● To do
Scan the data beneath this task and copy each line that includes "there".

● Source information
Segment Open
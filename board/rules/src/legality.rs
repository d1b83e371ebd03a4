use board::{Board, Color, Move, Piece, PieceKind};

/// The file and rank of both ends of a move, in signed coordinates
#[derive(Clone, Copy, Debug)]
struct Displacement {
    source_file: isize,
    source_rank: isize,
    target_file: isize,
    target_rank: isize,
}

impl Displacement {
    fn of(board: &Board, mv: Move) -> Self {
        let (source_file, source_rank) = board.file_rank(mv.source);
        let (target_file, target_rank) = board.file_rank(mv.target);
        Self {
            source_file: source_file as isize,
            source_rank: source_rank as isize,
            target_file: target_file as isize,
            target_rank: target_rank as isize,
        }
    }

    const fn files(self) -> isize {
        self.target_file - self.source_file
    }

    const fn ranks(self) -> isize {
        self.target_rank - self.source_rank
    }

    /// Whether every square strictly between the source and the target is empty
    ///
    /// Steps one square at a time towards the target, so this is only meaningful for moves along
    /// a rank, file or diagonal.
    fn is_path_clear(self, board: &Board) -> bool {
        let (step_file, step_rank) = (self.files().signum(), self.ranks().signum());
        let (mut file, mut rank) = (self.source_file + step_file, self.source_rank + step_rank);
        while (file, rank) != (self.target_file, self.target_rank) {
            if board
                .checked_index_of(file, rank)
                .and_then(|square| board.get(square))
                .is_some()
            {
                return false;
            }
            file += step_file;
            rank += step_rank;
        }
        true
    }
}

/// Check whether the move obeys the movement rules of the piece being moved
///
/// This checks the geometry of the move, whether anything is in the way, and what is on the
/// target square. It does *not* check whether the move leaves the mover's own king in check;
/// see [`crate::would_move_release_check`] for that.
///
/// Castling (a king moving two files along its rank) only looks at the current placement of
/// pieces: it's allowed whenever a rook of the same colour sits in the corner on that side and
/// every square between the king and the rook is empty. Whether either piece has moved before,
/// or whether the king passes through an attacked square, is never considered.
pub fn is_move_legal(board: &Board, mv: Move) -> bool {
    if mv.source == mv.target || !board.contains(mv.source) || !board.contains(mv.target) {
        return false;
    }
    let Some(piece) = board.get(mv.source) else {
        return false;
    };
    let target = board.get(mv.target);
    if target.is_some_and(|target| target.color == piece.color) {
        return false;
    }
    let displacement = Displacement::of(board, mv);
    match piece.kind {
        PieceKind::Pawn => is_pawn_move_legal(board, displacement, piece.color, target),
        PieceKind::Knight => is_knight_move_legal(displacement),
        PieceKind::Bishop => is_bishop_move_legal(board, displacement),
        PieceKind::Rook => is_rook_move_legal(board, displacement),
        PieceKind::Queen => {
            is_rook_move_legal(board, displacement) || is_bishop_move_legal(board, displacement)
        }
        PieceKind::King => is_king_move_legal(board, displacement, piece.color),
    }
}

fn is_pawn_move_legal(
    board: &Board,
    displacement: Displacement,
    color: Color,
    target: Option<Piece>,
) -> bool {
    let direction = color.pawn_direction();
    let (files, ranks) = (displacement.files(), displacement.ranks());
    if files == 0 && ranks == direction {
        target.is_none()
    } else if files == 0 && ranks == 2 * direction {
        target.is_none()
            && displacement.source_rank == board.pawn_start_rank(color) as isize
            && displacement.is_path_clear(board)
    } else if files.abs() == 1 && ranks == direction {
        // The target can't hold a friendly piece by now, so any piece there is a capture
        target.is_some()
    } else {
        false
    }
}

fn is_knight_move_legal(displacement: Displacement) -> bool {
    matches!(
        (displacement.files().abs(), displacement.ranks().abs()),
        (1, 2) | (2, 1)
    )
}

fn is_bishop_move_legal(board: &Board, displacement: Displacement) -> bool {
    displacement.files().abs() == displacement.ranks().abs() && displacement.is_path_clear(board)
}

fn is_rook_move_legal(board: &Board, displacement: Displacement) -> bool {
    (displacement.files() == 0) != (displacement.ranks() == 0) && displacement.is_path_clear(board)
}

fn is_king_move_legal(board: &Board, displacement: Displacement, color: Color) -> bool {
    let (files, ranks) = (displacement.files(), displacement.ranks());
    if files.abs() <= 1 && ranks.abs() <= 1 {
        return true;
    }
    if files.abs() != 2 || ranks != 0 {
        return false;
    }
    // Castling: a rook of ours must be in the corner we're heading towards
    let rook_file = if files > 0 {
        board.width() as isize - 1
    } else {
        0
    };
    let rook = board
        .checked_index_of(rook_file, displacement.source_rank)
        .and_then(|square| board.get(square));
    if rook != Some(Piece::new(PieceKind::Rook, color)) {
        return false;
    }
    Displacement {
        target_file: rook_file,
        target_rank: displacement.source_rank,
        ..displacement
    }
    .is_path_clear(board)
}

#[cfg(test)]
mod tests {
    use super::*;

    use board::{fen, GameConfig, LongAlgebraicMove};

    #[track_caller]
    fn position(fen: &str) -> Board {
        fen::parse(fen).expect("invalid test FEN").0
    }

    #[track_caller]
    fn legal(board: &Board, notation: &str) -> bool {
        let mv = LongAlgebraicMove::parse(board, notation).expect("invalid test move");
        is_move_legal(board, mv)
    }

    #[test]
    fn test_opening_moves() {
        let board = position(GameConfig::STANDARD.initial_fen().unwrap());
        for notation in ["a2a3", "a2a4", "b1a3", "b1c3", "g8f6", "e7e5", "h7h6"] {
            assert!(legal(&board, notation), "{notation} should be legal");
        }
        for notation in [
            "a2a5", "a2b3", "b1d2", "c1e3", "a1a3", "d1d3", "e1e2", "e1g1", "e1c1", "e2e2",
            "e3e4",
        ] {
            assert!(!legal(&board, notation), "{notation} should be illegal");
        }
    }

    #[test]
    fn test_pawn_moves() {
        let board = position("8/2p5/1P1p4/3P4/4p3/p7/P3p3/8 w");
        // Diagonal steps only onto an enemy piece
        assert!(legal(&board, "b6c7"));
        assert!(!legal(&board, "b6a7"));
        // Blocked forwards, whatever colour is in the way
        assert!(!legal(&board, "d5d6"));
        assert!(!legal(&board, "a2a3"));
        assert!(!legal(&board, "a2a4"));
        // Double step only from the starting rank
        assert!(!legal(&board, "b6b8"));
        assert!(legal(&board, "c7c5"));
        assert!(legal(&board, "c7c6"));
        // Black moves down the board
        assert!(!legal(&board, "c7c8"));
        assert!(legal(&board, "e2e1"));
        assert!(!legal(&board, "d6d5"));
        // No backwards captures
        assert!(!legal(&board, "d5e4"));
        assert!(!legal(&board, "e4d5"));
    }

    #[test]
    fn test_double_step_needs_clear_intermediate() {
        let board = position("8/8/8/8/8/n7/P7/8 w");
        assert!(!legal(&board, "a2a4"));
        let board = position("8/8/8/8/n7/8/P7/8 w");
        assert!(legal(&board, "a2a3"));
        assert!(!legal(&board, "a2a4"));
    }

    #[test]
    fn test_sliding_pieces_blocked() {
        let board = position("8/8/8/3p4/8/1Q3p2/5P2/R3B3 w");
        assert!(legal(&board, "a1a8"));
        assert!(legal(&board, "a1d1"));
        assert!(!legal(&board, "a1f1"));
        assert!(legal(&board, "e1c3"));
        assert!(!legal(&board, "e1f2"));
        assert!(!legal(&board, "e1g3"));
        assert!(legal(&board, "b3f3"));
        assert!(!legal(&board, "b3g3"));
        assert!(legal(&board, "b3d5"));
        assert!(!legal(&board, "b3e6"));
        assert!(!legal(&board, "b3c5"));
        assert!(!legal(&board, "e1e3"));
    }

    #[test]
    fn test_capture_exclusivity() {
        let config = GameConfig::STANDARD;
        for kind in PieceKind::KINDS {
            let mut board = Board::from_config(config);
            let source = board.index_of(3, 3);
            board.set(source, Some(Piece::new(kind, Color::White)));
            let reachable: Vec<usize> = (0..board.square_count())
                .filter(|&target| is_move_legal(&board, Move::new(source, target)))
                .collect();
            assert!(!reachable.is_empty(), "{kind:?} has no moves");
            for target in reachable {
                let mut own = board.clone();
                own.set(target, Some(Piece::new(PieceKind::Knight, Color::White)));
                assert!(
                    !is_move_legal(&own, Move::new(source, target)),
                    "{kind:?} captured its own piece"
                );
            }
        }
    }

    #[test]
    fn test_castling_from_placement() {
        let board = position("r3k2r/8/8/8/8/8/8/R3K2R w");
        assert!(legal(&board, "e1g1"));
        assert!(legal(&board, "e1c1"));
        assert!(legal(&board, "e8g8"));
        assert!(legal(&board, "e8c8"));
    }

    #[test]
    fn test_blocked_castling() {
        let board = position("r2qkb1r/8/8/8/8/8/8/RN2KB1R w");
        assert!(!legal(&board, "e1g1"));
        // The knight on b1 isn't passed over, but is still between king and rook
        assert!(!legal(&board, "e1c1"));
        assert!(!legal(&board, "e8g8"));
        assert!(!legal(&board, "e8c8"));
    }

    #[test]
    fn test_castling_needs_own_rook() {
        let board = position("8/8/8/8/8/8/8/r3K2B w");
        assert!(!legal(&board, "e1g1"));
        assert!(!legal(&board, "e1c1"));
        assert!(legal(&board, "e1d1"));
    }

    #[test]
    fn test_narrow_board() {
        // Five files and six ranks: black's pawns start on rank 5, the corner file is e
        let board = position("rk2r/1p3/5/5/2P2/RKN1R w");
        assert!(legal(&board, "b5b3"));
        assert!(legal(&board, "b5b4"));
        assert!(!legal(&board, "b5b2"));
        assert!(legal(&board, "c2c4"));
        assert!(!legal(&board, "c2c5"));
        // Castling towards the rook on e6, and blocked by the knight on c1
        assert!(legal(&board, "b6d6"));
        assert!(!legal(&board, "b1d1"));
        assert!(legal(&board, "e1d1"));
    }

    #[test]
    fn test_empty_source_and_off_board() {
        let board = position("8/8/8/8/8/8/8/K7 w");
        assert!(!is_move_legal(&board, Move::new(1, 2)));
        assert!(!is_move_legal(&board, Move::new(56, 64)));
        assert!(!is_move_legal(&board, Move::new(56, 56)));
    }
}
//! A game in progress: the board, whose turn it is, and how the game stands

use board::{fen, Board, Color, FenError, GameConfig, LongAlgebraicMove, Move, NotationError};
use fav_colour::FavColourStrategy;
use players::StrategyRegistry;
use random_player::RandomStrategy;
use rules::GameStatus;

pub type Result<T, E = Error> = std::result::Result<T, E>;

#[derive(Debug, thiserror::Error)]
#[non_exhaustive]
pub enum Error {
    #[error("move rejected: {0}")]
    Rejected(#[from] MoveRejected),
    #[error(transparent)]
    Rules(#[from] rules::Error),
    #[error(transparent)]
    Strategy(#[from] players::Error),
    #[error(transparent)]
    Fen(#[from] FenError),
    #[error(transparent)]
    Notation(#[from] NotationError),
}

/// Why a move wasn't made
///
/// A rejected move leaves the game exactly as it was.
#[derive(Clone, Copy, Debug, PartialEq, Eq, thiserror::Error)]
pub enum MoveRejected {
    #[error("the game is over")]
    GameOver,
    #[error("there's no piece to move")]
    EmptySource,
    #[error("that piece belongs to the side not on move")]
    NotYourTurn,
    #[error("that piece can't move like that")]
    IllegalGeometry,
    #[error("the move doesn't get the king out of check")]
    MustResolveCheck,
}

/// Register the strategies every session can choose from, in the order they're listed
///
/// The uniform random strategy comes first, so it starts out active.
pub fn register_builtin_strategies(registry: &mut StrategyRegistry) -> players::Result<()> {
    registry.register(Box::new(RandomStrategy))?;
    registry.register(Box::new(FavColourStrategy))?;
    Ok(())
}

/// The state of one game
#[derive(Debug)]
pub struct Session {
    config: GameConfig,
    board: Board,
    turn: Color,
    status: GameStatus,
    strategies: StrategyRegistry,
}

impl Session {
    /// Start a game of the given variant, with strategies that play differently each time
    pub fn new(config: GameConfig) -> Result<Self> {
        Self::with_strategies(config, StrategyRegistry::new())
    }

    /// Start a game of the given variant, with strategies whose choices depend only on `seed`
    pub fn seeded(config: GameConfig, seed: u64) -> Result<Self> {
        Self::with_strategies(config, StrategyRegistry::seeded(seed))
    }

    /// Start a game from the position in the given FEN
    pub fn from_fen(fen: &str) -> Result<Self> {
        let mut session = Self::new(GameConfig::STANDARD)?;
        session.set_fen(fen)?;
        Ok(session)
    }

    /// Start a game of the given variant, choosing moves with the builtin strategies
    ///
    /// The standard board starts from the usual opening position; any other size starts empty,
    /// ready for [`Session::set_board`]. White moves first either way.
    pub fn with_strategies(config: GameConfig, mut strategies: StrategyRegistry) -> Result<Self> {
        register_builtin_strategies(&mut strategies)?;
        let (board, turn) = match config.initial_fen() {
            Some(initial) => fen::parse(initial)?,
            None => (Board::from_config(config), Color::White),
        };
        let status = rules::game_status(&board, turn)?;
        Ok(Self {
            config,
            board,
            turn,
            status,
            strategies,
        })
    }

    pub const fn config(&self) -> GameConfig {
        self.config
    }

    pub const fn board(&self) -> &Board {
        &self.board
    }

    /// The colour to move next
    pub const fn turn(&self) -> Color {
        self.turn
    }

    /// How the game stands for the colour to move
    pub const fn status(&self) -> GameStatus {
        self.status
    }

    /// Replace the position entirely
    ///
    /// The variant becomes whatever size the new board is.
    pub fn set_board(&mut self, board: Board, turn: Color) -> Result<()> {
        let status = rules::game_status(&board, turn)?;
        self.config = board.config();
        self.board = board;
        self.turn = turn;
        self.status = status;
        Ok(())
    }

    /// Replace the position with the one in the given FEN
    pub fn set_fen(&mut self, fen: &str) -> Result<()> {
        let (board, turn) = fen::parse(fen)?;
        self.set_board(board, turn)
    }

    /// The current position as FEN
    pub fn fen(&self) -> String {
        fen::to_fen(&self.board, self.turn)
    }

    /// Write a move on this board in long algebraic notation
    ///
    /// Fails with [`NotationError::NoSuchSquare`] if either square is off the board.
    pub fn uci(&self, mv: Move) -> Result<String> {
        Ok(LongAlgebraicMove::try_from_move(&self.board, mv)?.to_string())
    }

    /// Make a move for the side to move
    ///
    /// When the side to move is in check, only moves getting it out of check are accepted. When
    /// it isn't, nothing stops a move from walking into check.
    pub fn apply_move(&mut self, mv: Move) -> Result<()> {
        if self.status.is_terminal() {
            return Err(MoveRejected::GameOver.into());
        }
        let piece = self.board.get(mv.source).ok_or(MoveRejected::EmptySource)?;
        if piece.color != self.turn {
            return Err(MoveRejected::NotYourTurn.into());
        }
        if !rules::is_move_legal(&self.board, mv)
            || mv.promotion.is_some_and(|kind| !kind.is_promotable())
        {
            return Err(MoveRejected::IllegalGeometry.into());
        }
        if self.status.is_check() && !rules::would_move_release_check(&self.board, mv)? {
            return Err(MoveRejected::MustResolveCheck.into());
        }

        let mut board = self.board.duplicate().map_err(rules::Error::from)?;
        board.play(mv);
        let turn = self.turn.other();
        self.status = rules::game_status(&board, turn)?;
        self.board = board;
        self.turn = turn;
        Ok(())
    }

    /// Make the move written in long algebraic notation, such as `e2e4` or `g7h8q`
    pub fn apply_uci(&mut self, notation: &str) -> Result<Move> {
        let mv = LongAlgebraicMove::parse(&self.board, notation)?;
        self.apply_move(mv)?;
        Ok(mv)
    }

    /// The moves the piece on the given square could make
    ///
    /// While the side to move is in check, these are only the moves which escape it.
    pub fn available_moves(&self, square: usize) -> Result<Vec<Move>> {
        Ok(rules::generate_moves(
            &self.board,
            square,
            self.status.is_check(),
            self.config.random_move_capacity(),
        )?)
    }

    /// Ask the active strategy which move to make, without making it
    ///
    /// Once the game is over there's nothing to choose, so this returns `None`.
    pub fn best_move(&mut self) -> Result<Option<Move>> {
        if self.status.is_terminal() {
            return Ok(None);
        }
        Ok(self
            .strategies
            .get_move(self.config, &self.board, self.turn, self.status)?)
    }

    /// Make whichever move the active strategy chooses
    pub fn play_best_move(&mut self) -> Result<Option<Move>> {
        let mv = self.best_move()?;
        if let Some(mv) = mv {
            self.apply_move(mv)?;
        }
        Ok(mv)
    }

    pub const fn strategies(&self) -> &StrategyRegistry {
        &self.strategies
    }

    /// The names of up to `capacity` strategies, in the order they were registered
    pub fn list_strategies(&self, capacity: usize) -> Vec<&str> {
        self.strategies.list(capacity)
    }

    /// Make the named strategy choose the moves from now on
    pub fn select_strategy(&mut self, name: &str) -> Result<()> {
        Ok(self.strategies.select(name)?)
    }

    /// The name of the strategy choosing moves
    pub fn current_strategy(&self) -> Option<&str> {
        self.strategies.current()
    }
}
Segment Closed
● Finished task
        // The target can't hold a friendly piece by now, so any piece there is a capture
    #[error("there's no piece to move")]
    /// Once the game is over there's nothing to choose, so this returns `None`.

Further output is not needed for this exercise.